### Brief
Report the count of lines in the records below that hold the word "SchemaBuilder", omitting everything but the number.

### Data to examine
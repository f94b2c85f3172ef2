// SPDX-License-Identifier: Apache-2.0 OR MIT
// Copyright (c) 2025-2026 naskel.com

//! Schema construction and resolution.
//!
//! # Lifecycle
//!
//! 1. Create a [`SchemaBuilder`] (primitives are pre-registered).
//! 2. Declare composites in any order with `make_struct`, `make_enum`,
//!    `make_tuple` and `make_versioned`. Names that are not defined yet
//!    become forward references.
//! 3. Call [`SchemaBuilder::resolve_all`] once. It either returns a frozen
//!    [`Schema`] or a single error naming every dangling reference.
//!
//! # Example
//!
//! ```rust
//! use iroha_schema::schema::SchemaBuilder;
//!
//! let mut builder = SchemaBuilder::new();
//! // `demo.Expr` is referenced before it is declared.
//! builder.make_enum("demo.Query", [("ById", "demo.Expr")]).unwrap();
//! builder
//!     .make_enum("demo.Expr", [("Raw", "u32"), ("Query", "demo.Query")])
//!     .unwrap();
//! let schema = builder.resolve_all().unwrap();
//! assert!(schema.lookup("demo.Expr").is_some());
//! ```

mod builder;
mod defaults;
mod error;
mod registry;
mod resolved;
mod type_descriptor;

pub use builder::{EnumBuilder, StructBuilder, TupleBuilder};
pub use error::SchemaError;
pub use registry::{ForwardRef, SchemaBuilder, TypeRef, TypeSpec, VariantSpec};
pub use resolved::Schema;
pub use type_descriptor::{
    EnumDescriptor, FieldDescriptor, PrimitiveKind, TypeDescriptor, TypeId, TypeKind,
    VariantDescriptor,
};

### Solution
5